The complex pieces cancel, I believe.
sage: f=integrate(integrate(integrate(1,z,sqrt(x^2+y^2),H+sqrt(3)*y/3),y,-sqrt(H^2*(3-sqrt(3))^2/4-x^2),sqrt(H^2*(3-sqrt(3))^2/4-x^2)),x,-H*(3-sqrt(3))/2,H*(3-sqrt(3))/2)
sage: f.subs(H=1)
1/4*sqrt(2)*(((3*sqrt(3)) - 6)*sqrt(-3*sqrt(3) + 6)*arcsin(1/2*sqrt(2)*sqrt(-3*sqrt(3) + 6)*(5*sqrt(3) - 9)/(12*sqrt(3) - 21)) + I*((3*sqrt(3)) - 6)*sqrt(sqrt(3) - 2)*arcsin(1/2*sqrt(2)*sqrt(-3*sqrt(3) + 6)*(5*sqrt(3) - 9)/(12*sqrt(3) - 21)) - ((3*sqrt(3))*(2*sqrt(2)) - 12*sqrt(2))*arcsin(1/2*sqrt(2)*sqrt(-3*sqrt(3) + 6)*(5*sqrt(3) - 9)/(12*sqrt(3) - 21)))
sage: f.subs(H=1).n()
1.09351366847695 - 1.41499750148729e-17*I
sage: f.subs(H=2).n()
8.74810934781556 - 1.13199800118983e-16*I
As you can see, the problem is that Sage gets something that isn't simplifying enough to get rid of vanishingly small imaginary parts when numerically evaluated, though
sage: plot(lambda x: f.subs(H=x).n().real(),(x,0,5))
probably gives what you want.
However, in general simplification is a computationally hard problem.
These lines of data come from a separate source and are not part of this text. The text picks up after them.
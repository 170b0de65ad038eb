use std::future::Future;

use crate::calibration::CalibrationSample;
use crate::session::{MediaStream, SessionError};
use crate::tracking::landmarks::{HeadPose, Vec3};
use crate::tracking::VideoFrame;

#[derive(Debug, Clone, Copy, PartialEq, Eq)]
pub enum Facing {
    User,
    Environment,
}

/// Preferred capture settings. Devices may deliver less.
#[derive(Debug, Clone, Copy, PartialEq, Eq)]
pub struct CameraConstraints {
    pub width: u32,
    pub height: u32,
    pub frame_rate: Option<u32>,
    pub facing: Facing,
}

impl CameraConstraints {
    /// Front camera of the machine running the workspace.
    pub const TARGET: CameraConstraints = CameraConstraints {
        width: 1280,
        height: 720,
        frame_rate: None,
        facing: Facing::User,
    };

    /// Rear camera of the phone acting as the second viewpoint.
    pub const CLIENT: CameraConstraints = CameraConstraints {
        width: 1920,
        height: 1080,
        frame_rate: Some(60),
        facing: Facing::Environment,
    };
}

pub trait CameraSource: Send + Sync {
    /// Acquire a live stream. Permission refusal is [`SessionError::MediaAccessDenied`].
    fn open(
        &self,
        constraints: CameraConstraints,
    ) -> impl Future<Output = Result<MediaStream, SessionError>> + Send;
}

/// Latest decodable frames of the local camera and the linked remote stream.
pub trait FrameSource: Send {
    fn local_frame(&mut self) -> Option<VideoFrame>;
    fn remote_frame(&mut self) -> Option<VideoFrame>;
}

/// The 3D overlay and HUD of the target workspace.
pub trait SceneSink: Send {
    fn set_status(&mut self, text: &str);
    /// Swap the waiting room for the workspace.
    fn show_workspace(&mut self);
    fn update_head_pose(&mut self, pose: &HeadPose);
    /// Hand joints in scene space, in landmark order.
    fn set_hand_joints(&mut self, joints: &[Vec3]);
    /// Cursor in normalized screen coordinates, already mirrored.
    fn move_cursor(&mut self, x: f32, y: f32, pinching: bool);
    fn show_dots(&mut self, positions: &[Vec3]);
    fn highlight_dot(&mut self, index: usize, active: bool);
    fn calibration_complete(&mut self, _samples: &[CalibrationSample]) {}
}
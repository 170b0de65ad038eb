mod health;
mod rooms;

use axum::routing::get;
use axum::Router;
use tower_http::cors::CorsLayer;
use tower_http::trace::TraceLayer;

use crate::state::AppState;

/// Build the full application router.
pub fn router(state: AppState) -> Router {
    Router::new()
        .route("/health", get(health::health))
        .route("/version", get(health::version))
        .route("/ws", get(crate::gateway::ws_upgrade))
        .nest("/api/v1", api_routes())
        .layer(TraceLayer::new_for_http())
        .layer(CorsLayer::permissive())
        .with_state(state)
}

fn api_routes() -> Router<AppState> {
    Router::new()
        .route("/rooms/{code}", get(rooms::get_room))
}
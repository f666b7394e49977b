use cloth_core::{
    Button, ClothConfig, InputEvent, InteractionConfig, Key, LineSegment, SessionConfig,
    SimulationSession,
};
use log::{Level, LevelFilter, Log, Metadata, Record};
use wasm_bindgen::prelude::*;

/// Forwards `log` records to the browser console.
struct ConsoleLogger;

static LOGGER: ConsoleLogger = ConsoleLogger;

impl Log for ConsoleLogger {
    fn enabled(&self, metadata: &Metadata) -> bool {
        metadata.level() <= log::max_level()
    }

    fn log(&self, record: &Record) {
        if !self.enabled(record.metadata()) {
            return;
        }
        let line: JsValue = format!("[{}] {}", record.target(), record.args()).into();
        match record.level() {
            Level::Error => web_sys::console::error_1(&line),
            Level::Warn => web_sys::console::warn_1(&line),
            Level::Info => web_sys::console::info_1(&line),
            Level::Debug | Level::Trace => web_sys::console::debug_1(&line),
        }
    }

    fn flush(&self) {}
}

fn init_logging() {
    // Only the first world installs the logger.
    if log::set_logger(&LOGGER).is_ok() {
        log::set_max_level(LevelFilter::Info);
    }
}

#[wasm_bindgen]
pub struct ClothWorld {
    session: SimulationSession,
    /// Events received since the last `step`, folded in order before physics.
    pending: Vec<InputEvent>,
    segments: Vec<LineSegment>,
    close_requested: bool,
}

#[wasm_bindgen]
impl ClothWorld {
    /// Create a world for a `width` x `height` viewport using the default
    /// cloth: 1.3 x 940 by 0.4 x 580 pixels at 8 px spacing.
    #[wasm_bindgen(constructor)]
    pub fn new(width: f32, height: f32) -> Result<ClothWorld, JsValue> {
        Self::with_config(width, height, ClothConfig::default(), InteractionConfig::default())
    }

    /// Create a world with a custom grid. `tear_factor` and `solver_passes`
    /// override the defaults.
    #[wasm_bindgen]
    pub fn with_grid(
        width: f32,
        height: f32,
        cols: u32,
        rows: u32,
        spacing: f32,
        tear_factor: f32,
        solver_passes: u32,
    ) -> Result<ClothWorld, JsValue> {
        let cloth = ClothConfig::default()
            .with_grid(cols as usize, rows as usize)
            .with_spacing(spacing)
            .with_tear_factor(tear_factor)
            .with_solver_passes(solver_passes);
        Self::with_config(width, height, cloth, InteractionConfig::default())
    }

    #[wasm_bindgen]
    pub fn resize(&mut self, width: f32, height: f32) {
        self.session.resize(width, height);
    }

    #[wasm_bindgen]
    pub fn pointer_moved(&mut self, x: f32, y: f32) {
        self.pending.push(InputEvent::Moved { x, y });
    }

    /// `button`: 0 = primary, 2 = secondary (DOM `MouseEvent.button`).
    #[wasm_bindgen]
    pub fn button_changed(&mut self, button: u32, pressed: bool, ctrl: bool) {
        let button = match button {
            0 => Button::Left,
            2 => Button::Right,
            other => {
                log::warn!("ignoring pointer button {}", other);
                return;
            }
        };
        self.pending.push(InputEvent::ButtonChanged {
            button,
            pressed,
            ctrl,
        });
    }

    #[wasm_bindgen]
    pub fn scrolled(&mut self, dy: f32) {
        self.pending.push(InputEvent::Scrolled { dy });
    }

    /// Takes a DOM `KeyboardEvent.key` name.
    #[wasm_bindgen]
    pub fn key_pressed(&mut self, key: &str) {
        let key = match key {
            "Escape" => Key::Escape,
            " " | "Space" => Key::Space,
            _ => Key::Other,
        };
        self.pending.push(InputEvent::KeyPressed(key));
    }

    /// Run one frame and refresh the segment buffer. Returns the time the
    /// frame took in milliseconds.
    #[wasm_bindgen]
    pub fn step(&mut self, dt: f32) -> f32 {
        let start = js_sys::Date::now();
        let events = std::mem::take(&mut self.pending);
        let report = self.session.frame(events, dt);
        self.close_requested |= report.close_requested;
        self.write_segment_output();
        let elapsed = js_sys::Date::now() - start;
        elapsed as f32
    }

    #[wasm_bindgen]
    pub fn reset(&mut self) {
        if self.session.reset() {
            self.write_segment_output();
        }
    }

    #[wasm_bindgen]
    pub fn close_requested(&self) -> bool {
        self.close_requested
    }

    #[wasm_bindgen]
    pub fn is_initialized(&self) -> bool {
        self.session.cloth().is_initialized()
    }

    #[wasm_bindgen]
    pub fn segment_buffer_ptr(&self) -> *const f32 {
        self.segments.as_ptr() as *const f32
    }

    #[wasm_bindgen]
    pub fn segment_buffer_byte_length(&self) -> usize {
        self.segments.len() * std::mem::size_of::<LineSegment>()
    }

    #[wasm_bindgen]
    pub fn segment_count(&self) -> usize {
        self.segments.len()
    }

    /// Copy of the segment buffer as `x0, y0, x1, y1, ...`.
    #[wasm_bindgen]
    pub fn segment_floats(&self) -> Vec<f32> {
        cloth_core::geometry::as_floats(&self.segments).to_vec()
    }

    /// Pinned particle positions as `x, y, ...`.
    #[wasm_bindgen]
    pub fn pinned_points(&self) -> Vec<f32> {
        self.session
            .cloth()
            .pinned_points()
            .flat_map(|p| p.to_array())
            .collect()
    }

    #[wasm_bindgen]
    pub fn interaction_radius(&self) -> f32 {
        self.session.interaction().radius()
    }
}

impl ClothWorld {
    fn with_config(
        width: f32,
        height: f32,
        cloth: ClothConfig,
        interaction: InteractionConfig,
    ) -> Result<ClothWorld, JsValue> {
        init_logging();

        let mut session = SimulationSession::new(SessionConfig { cloth, interaction })
            .map_err(|e| JsValue::from_str(&e.to_string()))?;
        session.resize(width, height);

        log::info!("ClothWorld created for a {}x{} viewport", width, height);

        Ok(ClothWorld {
            session,
            pending: Vec::new(),
            segments: Vec::new(),
            close_requested: false,
        })
    }

    fn write_segment_output(&mut self) {
        self.session.cloth().write_segments(&mut self.segments);
    }
}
You might have to 'unsimplify' before a good simplification is possible.
sage: f.expand().canonicalize_radical()
-3/4*(sqrt(3)*sqrt(2) - sqrt(2))*H^3*sqrt(sqrt(3) - 2)*arcsinh((3*sqrt(3) - 5)*sqrt(sqrt(3) - 2)/(4*sqrt(3)*sqrt(2) - 7*sqrt(2))) - 1/4*H^3*(-12*I*sqrt(3) + 24*I)*arcsinh((3*sqrt(3) - 5)*sqrt(sqrt(3) - 2)/(4*sqrt(3)*sqrt(2) - 7*sqrt(2)))
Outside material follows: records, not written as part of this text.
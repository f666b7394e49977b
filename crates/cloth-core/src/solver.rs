use crate::constraints::ConstraintSet;
use crate::particle::ParticleSet;

/// Below this length a constraint has no usable direction and is skipped.
const DEGENERATE_LENGTH: f32 = 1e-6;

/// Relax all active constraints toward their rest length.
///
/// Gauss-Seidel: each constraint sees the corrections already made by the
/// ones before it in the same pass. For every visit:
/// 1. measure the current length
/// 2. tear the constraint if it exceeds `rest_length * tear_factor`
/// 3. project both endpoints toward the rest length, half each; a pinned
///    endpoint stays put and the free one takes the whole correction
///
/// Returns the number of constraints torn by stretch.
pub fn relax(
    constraints: &mut ConstraintSet,
    particles: &mut ParticleSet,
    passes: u32,
    tear_factor: f32,
) -> usize {
    let mut torn = 0;

    for _pass in 0..passes {
        for c in constraints.as_mut_slice().iter_mut() {
            if !c.active {
                continue;
            }
            let (a, b) = c.endpoints();

            let delta = particles.position[b] - particles.position[a];
            let dist = delta.length();

            if dist > c.rest_length * tear_factor {
                c.active = false;
                torn += 1;
                continue;
            }
            if dist < DEGENERATE_LENGTH {
                continue;
            }

            // Full correction that would bring the pair to rest length
            let correction = delta * ((dist - c.rest_length) / dist);

            match (particles.pinned[a], particles.pinned[b]) {
                (false, false) => {
                    particles.position[a] += correction * 0.5;
                    particles.position[b] -= correction * 0.5;
                }
                (true, false) => particles.position[b] -= correction,
                (false, true) => particles.position[a] += correction,
                (true, true) => {}
            }
        }
    }

    torn
}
Unfortunately, due to the 'canonical' nature of this simplification, this gives quite different answers, presumably wrong, which the documentation for canonicalize_radical points out.
This all doesn't answer the question of what the right answer is, but I can't see your picture in any case, and hopefully it does help some.
to be precise, it's not Sage that computes it there, it's Maxima. (these %i and %o prompts are from Maxima).